H5 wasn't detectable before mid-March but then quickly reached similar concentrations as IAV M genes—an indicator of influenza virus transmissibility—which were among the highest ever recorded in wastewater. At the same time, flu-related emergency department visits in the associated Texas public health regions were declining.

"These results suggest that wastewater monitoring is a viable method of monitoring certain animal pathogens, and can provide a leading edge of detection that is of particular importance for diseases with zoonotic potential like HPAI," the study authors wrote.
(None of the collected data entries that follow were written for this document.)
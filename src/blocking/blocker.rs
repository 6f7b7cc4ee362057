//! Candidate generation over all unordered row pairs.
//!
//! Each pair passes two cheap prefilters (length ratio, token overlap)
//! before the three lexical signals are computed. Rows are scanned in
//! parallel; results are merged into a [`PairRegistry`] by a single
//! writer so discovery order stays deterministic.

use rayon::prelude::*;

use crate::blocking::signals::{
    edit_distance_similarity, keyword_similarity, tfidf_similarity, SignalScores,
};
use crate::pairs::{CandidatePair, Method, TextRecord};
use crate::progress::ScanProgress;
use crate::registry::PairRegistry;
use crate::workers::run_in_pool;

/// Default lexical threshold for candidates
pub const DEFAULT_FILTER_THRESHOLD: f64 = 0.3;
/// Pairs whose length ratio is below this are never near duplicates
pub const DEFAULT_MIN_LENGTH_RATIO: f64 = 0.5;
/// Pairs sharing fewer tokens than this are skipped
pub const DEFAULT_MIN_TOKEN_OVERLAP: usize = 2;

#[derive(Debug, Clone)]
pub struct BlockingOptions {
    pub filter_threshold: f64,
    pub min_length_ratio: f64,
    pub min_token_overlap: usize,
    pub parallelism: usize,
    pub show_progress: bool,
}

impl Default for BlockingOptions {
    fn default() -> Self {
        Self {
            filter_threshold: DEFAULT_FILTER_THRESHOLD,
            min_length_ratio: DEFAULT_MIN_LENGTH_RATIO,
            min_token_overlap: DEFAULT_MIN_TOKEN_OVERLAP,
            parallelism: 1,
            show_progress: false,
        }
    }
}

/// Outcome of evaluating one pair.
#[derive(Debug, Clone, PartialEq)]
pub enum PairVerdict {
    /// Length ratio below the minimum (or an empty text)
    LengthMismatch,
    /// Too few shared tokens
    LowOverlap,
    /// Scored, but the best signal missed the threshold
    BelowThreshold { method: Method, score: f64 },
    Candidate(CandidatePair),
}

/// Character length ratio `min / max`; `None` if either text is empty.
pub fn length_ratio(a: &TextRecord, b: &TextRecord) -> Option<f64> {
    let (len_a, len_b) = (a.char_len(), b.char_len());
    if len_a == 0 || len_b == 0 {
        return None;
    }
    Some(len_a.min(len_b) as f64 / len_a.max(len_b) as f64)
}

/// Compute all three lexical signals. A failed TF-IDF signal counts as 0.
pub fn score_pair(a: &TextRecord, b: &TextRecord) -> SignalScores {
    let tfidf = tfidf_similarity(&a.terms, &b.terms).unwrap_or_else(|err| {
        log::trace!(
            "tfidf signal for rows ({}, {}) absorbed: {err}",
            a.row_index,
            b.row_index
        );
        0.0
    });

    SignalScores {
        keyword: keyword_similarity(&a.tokens, &b.tokens),
        tfidf,
        edit_distance: edit_distance_similarity(&a.text, &b.text),
    }
}

pub fn evaluate_pair(a: &TextRecord, b: &TextRecord, options: &BlockingOptions) -> PairVerdict {
    match length_ratio(a, b) {
        Some(ratio) if ratio >= options.min_length_ratio => {}
        _ => return PairVerdict::LengthMismatch,
    }

    let overlap = a.tokens.intersection(&b.tokens).count();
    if overlap < options.min_token_overlap {
        return PairVerdict::LowOverlap;
    }

    let (method, score) = score_pair(a, b).best();
    if score >= options.filter_threshold {
        PairVerdict::Candidate(CandidatePair::new(a, b, score, method))
    } else {
        PairVerdict::BelowThreshold { method, score }
    }
}

/// Scan every unordered pair of `records` and return the candidates.
pub fn find_candidates(records: &[TextRecord], options: &BlockingOptions) -> Vec<CandidatePair> {
    let mut registry = PairRegistry::new();
    find_candidates_into(records, options, &mut registry);
    registry.into_values()
}

/// Like [`find_candidates`], merging into an existing registry.
///
/// Re-scanning overlapping subsets keeps one entry per pair, the best one.
pub fn find_candidates_into(
    records: &[TextRecord],
    options: &BlockingOptions,
    registry: &mut PairRegistry<CandidatePair>,
) {
    let n = records.len();
    let total_pairs = (n * n.saturating_sub(1) / 2) as u64;
    log::info!("blocking {n} texts ({total_pairs} pairs)");

    let progress = ScanProgress::new("blocking", total_pairs, options.show_progress);

    let batches: Vec<Vec<CandidatePair>> = run_in_pool(options.parallelism, || {
        (0..n)
            .into_par_iter()
            .map(|i| {
                let mut found = Vec::new();
                for j in (i + 1)..n {
                    if let PairVerdict::Candidate(candidate) =
                        evaluate_pair(&records[i], &records[j], options)
                    {
                        found.push(candidate);
                    }
                }
                progress.inc((n - i - 1) as u64);
                found
            })
            .collect()
    });
    progress.finish();

    let before = registry.len();
    for candidate in batches.into_iter().flatten() {
        registry.upsert(candidate.key(), candidate);
    }

    log::info!(
        "blocking done: {} candidate pairs ({} new)",
        registry.len(),
        registry.len() - before
    );
}
//! End-to-end run: rows → blocking → refinement → reports.

use std::path::PathBuf;
use std::sync::Arc;
use std::time::{Duration, Instant};

use anyhow::Context;

use crate::blocking::{find_candidates, BlockingOptions, MixedScriptTokenizer, Tokenizer};
use crate::config::{Config, ProviderKind};
use crate::errors::DedupError;
use crate::pairs::{records_from_rows, CandidatePair, SimilarPair};
use crate::report::{stage_candidate_report, stage_final_report, DedupResponse, StagedReport};
use crate::semantic::{
    refine, search_similar, EmbeddingProvider, MemoryIndex, OpenAiEmbedder, RefineOptions,
    SkippedComparison, VectorIndex, DEFAULT_OPENAI_BASE,
};

/// Collaborators shared by both stages of a run.
#[derive(Clone)]
pub struct PipelineContext {
    pub tokenizer: Arc<dyn Tokenizer>,
    pub embedder: Arc<dyn EmbeddingProvider>,
    pub index: Arc<dyn VectorIndex>,
}

impl PipelineContext {
    pub fn new(
        tokenizer: Arc<dyn Tokenizer>,
        embedder: Arc<dyn EmbeddingProvider>,
        index: Arc<dyn VectorIndex>,
    ) -> Self {
        Self {
            tokenizer,
            embedder,
            index,
        }
    }

    /// Build the configured provider and a fresh in-memory index.
    ///
    /// The OpenAI provider reads `OPENAI_API_KEY` and `OPENAI_API_BASE`.
    pub fn from_config(config: &Config) -> anyhow::Result<Self> {
        let emb = &config.embedding;
        let embedder: Arc<dyn EmbeddingProvider> = match emb.provider {
            ProviderKind::Openai => {
                let api_key = std::env::var("OPENAI_API_KEY")
                    .context("OPENAI_API_KEY must be set for the openai provider")?;
                let base_url = std::env::var("OPENAI_API_BASE")
                    .unwrap_or_else(|_| DEFAULT_OPENAI_BASE.to_string());
                Arc::new(OpenAiEmbedder::new(
                    &api_key,
                    &base_url,
                    &emb.openai_model,
                    emb.openai_dimensions,
                    Duration::from_secs(emb.request_timeout_secs),
                )?)
            }
            ProviderKind::Local => local_embedder(config)?,
        };
        log::info!(
            "embedding provider: {} ({} dims)",
            embedder.name(),
            embedder.dimensions()
        );

        Ok(Self::new(
            Arc::new(MixedScriptTokenizer),
            embedder,
            Arc::new(MemoryIndex::new()),
        ))
    }
}

#[cfg(feature = "local-embeddings")]
fn local_embedder(config: &Config) -> anyhow::Result<Arc<dyn EmbeddingProvider>> {
    let model = crate::semantic::LocalEmbedder::new(
        &config.embedding.local_model,
        config.base_path().to_path_buf(),
    )?;
    Ok(Arc::new(model))
}

#[cfg(not(feature = "local-embeddings"))]
fn local_embedder(_config: &Config) -> anyhow::Result<Arc<dyn EmbeddingProvider>> {
    anyhow::bail!("built without the local-embeddings feature")
}

#[derive(Debug, Clone)]
pub struct PipelineOptions {
    pub blocking: BlockingOptions,
    pub refine: RefineOptions,
    /// Where to write the reports; `None` skips writing
    pub final_report: Option<PathBuf>,
    pub candidate_report: Option<PathBuf>,
}

impl PipelineOptions {
    pub fn from_config(config: &Config, show_progress: bool) -> Self {
        Self {
            blocking: config.blocking_options(show_progress),
            refine: config.refine_options(show_progress),
            final_report: Some(config.report_path()),
            candidate_report: Some(config.candidates_path()),
        }
    }
}

#[derive(Debug, Clone)]
pub struct PipelineOutput {
    pub total_records: usize,
    pub candidates: Vec<CandidatePair>,
    /// Sorted by similarity, highest first
    pub pairs: Vec<SimilarPair>,
    pub skipped: Vec<SkippedComparison>,
}

impl PipelineOutput {
    pub fn response(&self) -> DedupResponse {
        DedupResponse::new(self.total_records, &self.candidates, &self.pairs)
    }
}

/// Run both stages over `(row_index, text)` rows.
///
/// Reports are staged to temporary files and only moved into place once
/// both are written, so a failed run leaves the previous reports as they were.
pub fn run(
    ctx: &PipelineContext,
    rows: &[(usize, String)],
    options: &PipelineOptions,
) -> Result<PipelineOutput, DedupError> {
    let now = Instant::now();
    let records = records_from_rows(rows, ctx.tokenizer.as_ref());

    let candidates = find_candidates(&records, &options.blocking);
    log::debug!(
        "blocking took {}ms",
        now.elapsed().as_micros() as f64 / 1000.0
    );

    let outcome = refine(
        &candidates,
        ctx.embedder.as_ref(),
        ctx.index.as_ref(),
        &options.refine,
    )?;

    let mut staged: Vec<StagedReport> = Vec::new();
    if let Some(path) = options.candidate_report.as_deref() {
        staged.push(stage_candidate_report(path, &candidates)?);
    }
    if let Some(path) = options.final_report.as_deref() {
        match stage_final_report(path, &outcome.pairs) {
            Ok(report) => staged.push(report),
            Err(err) => {
                staged.into_iter().for_each(StagedReport::discard);
                return Err(err);
            }
        }
    }
    for report in staged {
        report.commit()?;
    }

    log::info!(
        "run finished in {:.1}s: {} records, {} candidates, {} similar pairs",
        now.elapsed().as_secs_f64(),
        records.len(),
        candidates.len(),
        outcome.pairs.len()
    );

    Ok(PipelineOutput {
        total_records: records.len(),
        candidates,
        pairs: outcome.pairs,
        skipped: outcome.skipped,
    })
}

/// Nearest rows' texts to `query` over the whole column.
pub fn search(
    ctx: &PipelineContext,
    rows: &[(usize, String)],
    query: &str,
    top_k: usize,
    options: &RefineOptions,
) -> Result<Vec<(String, f64)>, DedupError> {
    let corpus: Vec<String> = rows
        .iter()
        .map(|(_, text)| text.clone())
        .filter(|text| !text.trim().is_empty())
        .collect();
    search_similar(
        query,
        &corpus,
        top_k,
        ctx.embedder.as_ref(),
        ctx.index.as_ref(),
        options,
    )
}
Michael Osterholm, PhD, MPH, director of the University of Minnesota's Center for Infectious Disease Research and Policy (CIDRAP), publisher of CIDRAP News, said testing wastewater systems that have no intake of animal-related sewage could serve as sentinels for human disease.

"There are those systems that have no animal input, so if they showed a spike, it could show evidence of human transmission," he said. He added that some systems like this may be testing for this now but that he hasn't seen the data yet. 
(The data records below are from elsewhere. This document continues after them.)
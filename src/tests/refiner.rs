use std::sync::Arc;

use crate::blocking::MixedScriptTokenizer;
use crate::errors::{DedupError, SetupStage};
use crate::pairs::{CandidatePair, Method, PairKey, TextRecord};
use crate::semantic::{refine, MemoryIndex, RowPolicy, VectorIndex};
use crate::tests::fakes::{
    fast_refine_options, FaultyIndex, FlakyEmbedder, HashEmbedder, TableEmbedder,
};

fn candidate(a: (usize, &str), b: (usize, &str)) -> CandidatePair {
    CandidatePair::new(
        &TextRecord::new(a.0, a.1, &MixedScriptTokenizer),
        &TextRecord::new(b.0, b.1, &MixedScriptTokenizer),
        0.5,
        Method::Keyword,
    )
}

fn line_embedder() -> TableEmbedder {
    TableEmbedder::new(&[
        ("a", &[0.0, 0.0]),
        ("b", &[0.1, 0.0]),
        ("c", &[0.5, 0.0]),
        ("d", &[0.0, 0.2]),
    ])
}

fn line_candidates() -> Vec<CandidatePair> {
    vec![
        candidate((1, "a"), (2, "b")),
        candidate((1, "a"), (3, "c")),
        candidate((3, "c"), (4, "d")),
    ]
}

#[test]
fn test_identical_rows_get_distance_zero() {
    let text = "the quick brown fox jumps over the lazy dog";
    let candidates = vec![candidate((1, text), (3, text))];
    let index = MemoryIndex::new();

    let outcome = refine(
        &candidates,
        &HashEmbedder { dims: 64 },
        &index,
        &fast_refine_options(0.85),
    )
    .unwrap();

    assert_eq!(outcome.embedded_texts, 1);
    assert_eq!(outcome.pairs.len(), 1);
    let pair = &outcome.pairs[0];
    assert_eq!(pair.key(), PairKey::new(1, 3));
    assert_eq!(pair.distance, 0.0);
    assert_eq!(pair.similarity, 1.0);
    assert_eq!(pair.similarity_percentage(), "100.00%");
}

#[test]
fn test_all_rows_policy_pairs_every_duplicate_row() {
    let text = "same words on several rows";
    let candidates = vec![
        candidate((1, text), (2, text)),
        candidate((2, text), (4, text)),
    ];

    let outcome = refine(
        &candidates,
        &HashEmbedder { dims: 64 },
        &MemoryIndex::new(),
        &fast_refine_options(0.85),
    )
    .unwrap();

    let keys: Vec<PairKey> = outcome.pairs.iter().map(|p| p.key()).collect();
    assert_eq!(
        keys,
        vec![PairKey::new(1, 2), PairKey::new(1, 4), PairKey::new(2, 4)]
    );
}

#[test]
fn test_first_row_policy_collapses_duplicates() {
    let text = "same words on several rows";
    let candidates = vec![
        candidate((1, text), (2, text)),
        candidate((2, "same words on several rows again"), (5, text)),
    ];
    let mut options = fast_refine_options(0.1);
    options.row_policy = RowPolicy::FirstRow;

    let outcome = refine(
        &candidates,
        &HashEmbedder { dims: 64 },
        &MemoryIndex::new(),
        &options,
    )
    .unwrap();

    // the duplicated text stands for row 1 only, so only (1, 2) remains
    assert_eq!(outcome.pairs.len(), 1);
    assert_eq!(outcome.pairs[0].key(), PairKey::new(1, 2));
}

#[test]
fn test_pairs_sorted_by_similarity() {
    let outcome = refine(
        &line_candidates(),
        &line_embedder(),
        &MemoryIndex::new(),
        &fast_refine_options(0.5),
    )
    .unwrap();

    // every pair of the four texts lies within distance 1
    assert_eq!(outcome.pairs.len(), 6);
    for window in outcome.pairs.windows(2) {
        assert!(window[0].similarity >= window[1].similarity);
    }
    assert_eq!(outcome.pairs[0].key(), PairKey::new(1, 2));
}

#[test]
fn test_threshold_applies_to_similarity() {
    let outcome = refine(
        &line_candidates(),
        &line_embedder(),
        &MemoryIndex::new(),
        &fast_refine_options(0.9),
    )
    .unwrap();

    // only a-b at distance 0.1 clears 1 / (1 + d) >= 0.9
    assert_eq!(outcome.pairs.len(), 1);
    let pair = &outcome.pairs[0];
    assert_eq!(pair.key(), PairKey::new(1, 2));
    assert!((pair.distance - 0.1).abs() < 1e-6);
    assert!(pair.similarity >= 0.9);
}

#[test]
fn test_failed_query_is_skipped_and_run_continues() {
    let index = FaultyIndex::failing_queries(vec![vec![0.1, 0.0]]);

    let outcome = refine(
        &line_candidates(),
        &line_embedder(),
        &index,
        &fast_refine_options(0.9),
    )
    .unwrap();

    assert_eq!(outcome.skipped.len(), 1);
    assert_eq!(outcome.skipped[0].text, "b");
    // still found from the query for "a"
    assert_eq!(outcome.pairs.len(), 1);
    assert_eq!(outcome.pairs[0].key(), PairKey::new(1, 2));
}

#[test]
fn test_provider_failing_twice_recovers() {
    let embedder = FlakyEmbedder::new(line_embedder(), 2);

    let outcome = refine(
        &line_candidates(),
        &embedder,
        &MemoryIndex::new(),
        &fast_refine_options(0.9),
    )
    .unwrap();

    assert_eq!(outcome.pairs.len(), 1);
    assert_eq!(embedder.calls(), 4 + 2);
}

#[test]
fn test_provider_failing_four_times_is_fatal() {
    let embedder = FlakyEmbedder::new(line_embedder(), 4);
    let index = MemoryIndex::new();

    let result = refine(
        &line_candidates(),
        &embedder,
        &index,
        &fast_refine_options(0.9),
    );

    match result {
        Err(DedupError::FatalSetup {
            stage: SetupStage::Embedding,
            attempts,
            ..
        }) => assert_eq!(attempts, 3),
        other => panic!("expected fatal embedding error, got {other:?}"),
    }
    assert!(embedder.calls() >= 3);
    // nothing was indexed
    assert!(!index.has_collection("text_vectors").unwrap());
}

#[test]
fn test_index_setup_retries_then_succeeds() {
    let index = FaultyIndex::failing_setup(2);

    let outcome = refine(
        &line_candidates(),
        &line_embedder(),
        &index,
        &fast_refine_options(0.9),
    )
    .unwrap();

    assert_eq!(outcome.pairs.len(), 1);
    assert_eq!(index.len("text_vectors").unwrap(), 4);
}

#[test]
fn test_index_setup_exhausted_is_fatal() {
    let index = FaultyIndex::failing_setup(3);

    let result = refine(
        &line_candidates(),
        &line_embedder(),
        &index,
        &fast_refine_options(0.9),
    );

    assert!(matches!(
        result,
        Err(DedupError::FatalSetup {
            stage: SetupStage::Index,
            attempts: 3,
            ..
        })
    ));
}

#[test]
fn test_rebuild_discards_previous_run() {
    let index = Arc::new(MemoryIndex::new());
    let options = fast_refine_options(0.9);

    refine(&line_candidates(), &line_embedder(), index.as_ref(), &options).unwrap();
    assert_eq!(index.len("text_vectors").unwrap(), 4);

    let text = "a fresh run with one duplicated text";
    let candidates = vec![candidate((1, text), (2, text))];
    refine(&candidates, &HashEmbedder { dims: 2 }, index.as_ref(), &options).unwrap();
    assert_eq!(index.len("text_vectors").unwrap(), 1);
}

#[test]
fn test_no_candidates_short_circuits() {
    let embedder = FlakyEmbedder::new(line_embedder(), 0);
    let index = MemoryIndex::new();

    let outcome = refine(&[], &embedder, &index, &fast_refine_options(0.85)).unwrap();

    assert!(outcome.pairs.is_empty());
    assert_eq!(embedder.calls(), 0);
    assert!(!index.has_collection("text_vectors").unwrap());
}

#[test]
fn test_batched_parallel_refinement_matches_serial() {
    let texts = [
        "customer cannot log in after password reset",
        "customer can not log in after a password reset",
        "weekly sales numbers for the northern region",
        "weekly sales figures for the northern region",
        "机器学习是人工智能的一个子领域",
        "机器学习是人工智能的重要子领域",
        "the build fails on windows with a linker error",
    ];
    let mut candidates = line_candidates();
    for (i, a) in texts.iter().enumerate() {
        for (j, b) in texts.iter().enumerate().skip(i + 1) {
            candidates.push(candidate((10 + i, *a), (10 + j, *b)));
        }
    }

    let serial = fast_refine_options(0.5);
    let mut parallel = fast_refine_options(0.5);
    parallel.batch_size = 3;
    parallel.embedding_parallelism = 4;
    parallel.query_parallelism = 4;

    let line = line_embedder();
    let expected = refine(&line_candidates(), &line, &MemoryIndex::new(), &serial).unwrap();
    let actual = refine(&line_candidates(), &line, &MemoryIndex::new(), &parallel).unwrap();
    assert_eq!(actual.pairs, expected.pairs);
    assert!(!expected.pairs.is_empty());

    let hashed = HashEmbedder { dims: 64 };
    let expected = refine(&candidates, &hashed, &MemoryIndex::new(), &serial).unwrap();
    let actual = refine(&candidates, &hashed, &MemoryIndex::new(), &parallel).unwrap();
    assert_eq!(actual.embedded_texts, expected.embedded_texts);
    assert_eq!(actual.pairs, expected.pairs);
    assert!(actual.skipped.is_empty());
}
Tracking mutations over time

Richard Webby, PhD, director of the World Health Organization Collaborating Centre for Studies on the Ecology of Influenza in Animals and Birds and a researcher at St. Jude Children's Research Hospital, in Memphis, Tennessee, said surveillance of both wastewater and supermarket milk samples is valuable. "It gives us a bit of a handle on whether the virus is changing as well without having to go into the contaminated environment of the farm," he said.
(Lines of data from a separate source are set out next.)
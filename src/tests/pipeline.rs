use std::sync::Arc;

use crate::blocking::BlockingOptions;
use crate::errors::{DedupError, SetupStage};
use crate::pairs::PairKey;
use crate::pipeline::{run, search, PipelineOptions};
use crate::report::read_final_report;
use crate::semantic::MemoryIndex;
use crate::tests::fakes::{
    context_with, fast_refine_options, hash_context, rows, FlakyEmbedder, HashEmbedder,
};

fn options_in(dir: &std::path::Path, similarity_threshold: f64) -> PipelineOptions {
    PipelineOptions {
        blocking: BlockingOptions::default(),
        refine: fast_refine_options(similarity_threshold),
        final_report: Some(dir.join("similarity_report.csv")),
        candidate_report: Some(dir.join("initial_pairs.csv")),
    }
}

#[test]
fn test_chinese_scenario_end_to_end() {
    let dir = tempfile::tempdir().unwrap();
    let input = rows(&[
        "机器学习是人工智能的一个子领域",
        "人工智能的分支领域包括机器学习",
        "Python是一门编程语言",
    ]);

    // any two unit vectors lie within distance sqrt(2), so 0.3 keeps (1, 2)
    let output = run(&hash_context(), &input, &options_in(dir.path(), 0.3)).unwrap();

    assert_eq!(output.total_records, 3);
    assert_eq!(output.candidates.len(), 1);
    assert_eq!(output.pairs.len(), 1);
    assert_eq!(output.pairs[0].key(), PairKey::new(1, 2));
    assert!(output.skipped.is_empty());

    let response = output.response();
    assert_eq!(response.initial_pairs[0].distance, 0.0);
    assert!(response.initial_pairs[0].similarity.ends_with('%'));
    assert_eq!(response.final_pairs[0].index1, 1);
    assert_eq!(response.final_pairs[0].index2, 2);
}

#[test]
fn test_default_threshold_rejects_loose_match() {
    let dir = tempfile::tempdir().unwrap();
    let input = rows(&[
        "机器学习是人工智能的一个子领域",
        "人工智能的分支领域包括机器学习",
    ]);

    let output = run(&hash_context(), &input, &options_in(dir.path(), 0.85)).unwrap();

    assert_eq!(output.candidates.len(), 1);
    assert!(output.pairs.is_empty());
}

#[test]
fn test_identical_rows_reported_with_zero_distance() {
    let dir = tempfile::tempdir().unwrap();
    let input = rows(&[
        "customer cannot log in after password reset",
        "weekly sales numbers for the northern region",
        "customer cannot log in after password reset",
    ]);

    let output = run(&hash_context(), &input, &options_in(dir.path(), 0.85)).unwrap();

    assert_eq!(output.pairs.len(), 1);
    let pair = &output.pairs[0];
    assert_eq!(pair.key(), PairKey::new(1, 3));
    assert_eq!(pair.distance, 0.0);
    assert_eq!(pair.similarity, 1.0);

    let saved = read_final_report(&dir.path().join("similarity_report.csv")).unwrap();
    assert_eq!(saved.len(), 1);
    assert_eq!(saved[0].similarity_percentage, "100.00%");
    assert_eq!((saved[0].index1, saved[0].index2), (1, 3));

    let candidates = std::fs::read_to_string(dir.path().join("initial_pairs.csv")).unwrap();
    let mut lines = candidates.lines();
    assert_eq!(
        lines.next(),
        Some("text1,text2,index1,index2,similarity,method,distance")
    );
    assert!(lines
        .next()
        .unwrap()
        .ends_with(",1,3,100.00%,keyword,0.0"));
}

#[test]
fn test_fatal_embedding_failure_writes_no_report() {
    let dir = tempfile::tempdir().unwrap();
    let ctx = context_with(
        Arc::new(FlakyEmbedder::new(HashEmbedder { dims: 32 }, 4)),
        Arc::new(MemoryIndex::new()),
    );
    let input = rows(&[
        "customer cannot log in after password reset",
        "customer cannot log in after password reset",
    ]);

    let result = run(&ctx, &input, &options_in(dir.path(), 0.85));

    assert!(matches!(
        result,
        Err(DedupError::FatalSetup {
            stage: SetupStage::Embedding,
            ..
        })
    ));
    assert!(!dir.path().join("similarity_report.csv").exists());
    assert!(!dir.path().join("initial_pairs.csv").exists());
}

#[test]
fn test_failed_final_report_keeps_previous_candidates() {
    let dir = tempfile::tempdir().unwrap();
    let candidates_path = dir.path().join("initial_pairs.csv");
    std::fs::write(&candidates_path, "previous run\n").unwrap();
    // a regular file where the final report's directory should be
    let blocker = dir.path().join("blocked");
    std::fs::write(&blocker, "").unwrap();

    let options = PipelineOptions {
        final_report: Some(blocker.join("similarity_report.csv")),
        ..options_in(dir.path(), 0.85)
    };
    let input = rows(&[
        "customer cannot log in after password reset",
        "customer cannot log in after password reset",
    ]);

    let result = run(&hash_context(), &input, &options);

    assert!(matches!(result, Err(DedupError::Io(_))));
    assert_eq!(
        std::fs::read_to_string(&candidates_path).unwrap(),
        "previous run\n"
    );
    assert!(!dir.path().join("initial_pairs.csv-tmp").exists());
}

#[test]
fn test_flaky_provider_still_completes() {
    let dir = tempfile::tempdir().unwrap();
    let ctx = context_with(
        Arc::new(FlakyEmbedder::new(HashEmbedder { dims: 32 }, 2)),
        Arc::new(MemoryIndex::new()),
    );
    let input = rows(&[
        "customer cannot log in after password reset",
        "customer cannot log in after password reset",
    ]);

    let output = run(&ctx, &input, &options_in(dir.path(), 0.85)).unwrap();
    assert_eq!(output.pairs.len(), 1);
    assert!(dir.path().join("similarity_report.csv").exists());
}

#[test]
fn test_empty_input() {
    let dir = tempfile::tempdir().unwrap();
    let output = run(&hash_context(), &[], &options_in(dir.path(), 0.85)).unwrap();

    assert_eq!(output.total_records, 0);
    assert!(output.candidates.is_empty());
    assert!(output.pairs.is_empty());
    let saved = read_final_report(&dir.path().join("similarity_report.csv")).unwrap();
    assert!(saved.is_empty());
}

#[test]
fn test_search_returns_nearest_first() {
    let input = rows(&[
        "rust async runtime",
        "",
        "baking sourdough bread at home",
        "rust async runtime internals",
    ]);
    let mut options = fast_refine_options(0.85);
    options.collection = "search".to_string();

    let hits = search(&hash_context(), &input, "rust async runtime", 2, &options).unwrap();

    assert_eq!(hits.len(), 2);
    assert_eq!(hits[0].0, "rust async runtime");
    assert_eq!(hits[0].1, 1.0);
    assert_eq!(hits[1].0, "rust async runtime internals");
}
Surveillance at wastewater treatment plants serving meat-processing plants could also be useful, Johnson said. "We've seen this before, where we'll see viruses from animals being slaughtered showing up in the municipal wastewater," he said, adding that it could look for spillover to pigs or other animals. "The nice thing about that—it's kind of gross—but it doesn't matter which compartment the virus is in, it will end up in the wastewater."

Most respiratory viruses, such as SARS-CoV-2, which causes COVID-19, unlike enteric (intestinal) viruses, aren't infectious once they traverse the gastrointestinal tract because they are sensitive to changes in the level of acidity, Johnson said, adding that he has been unable to culture infective SARS-CoV-2 viruses from wastewater (see sidebar below).

It seems that the same is true for H5N1, which is also a respiratory virus.

Wastewater surveillance lessons from COVID

Marc Johnson, PhD, of the University of Missouri, who has conducted wastewater surveillance for Missouri since SARS-CoV-2 emerged in the United States in 2020, said monitoring and genomic sequencing can give public health officials an early warning of a coming surge. 

"For pretty much every lineage that came through, we detected it long before they knew about it in patients," he said, giving as much as 3 weeks' lead time in the case of the JN.1 sublineage in fall 2023.

In those cases, public health officials have time to relay the risk to the public and decide how to allocate resources to enhance, say, vaccine availability. 

A couple of months into their wastewater surveillance, Johnson's team started seeing so-called cryptic SARS-CoV-2 lineages, or strains that didn't match any known strains—some of them from a single watershed that would linger for 2 months before disappearing.

"There are people who get infected with SARS-CoV-2 who are infected for as long as 4 years," Johnson said. "Some of them shed enormous amounts of viral materials, and we think this is because [the virus is] adapting to infect the gut. There's this one town in Ohio that had the highest COVID levels of the entire pandemic—and it was from one person," but no one has managed to culture it.

"We see mutations in these cases that are turning it back into an enteric virus," he added. "They are starting to have these mutations that look more like the coronaviruses that affect the GI [gastrointestinal] tract," and those types of coronaviruses are more stable and may be able to weather the GI tract and still be infectious in feces.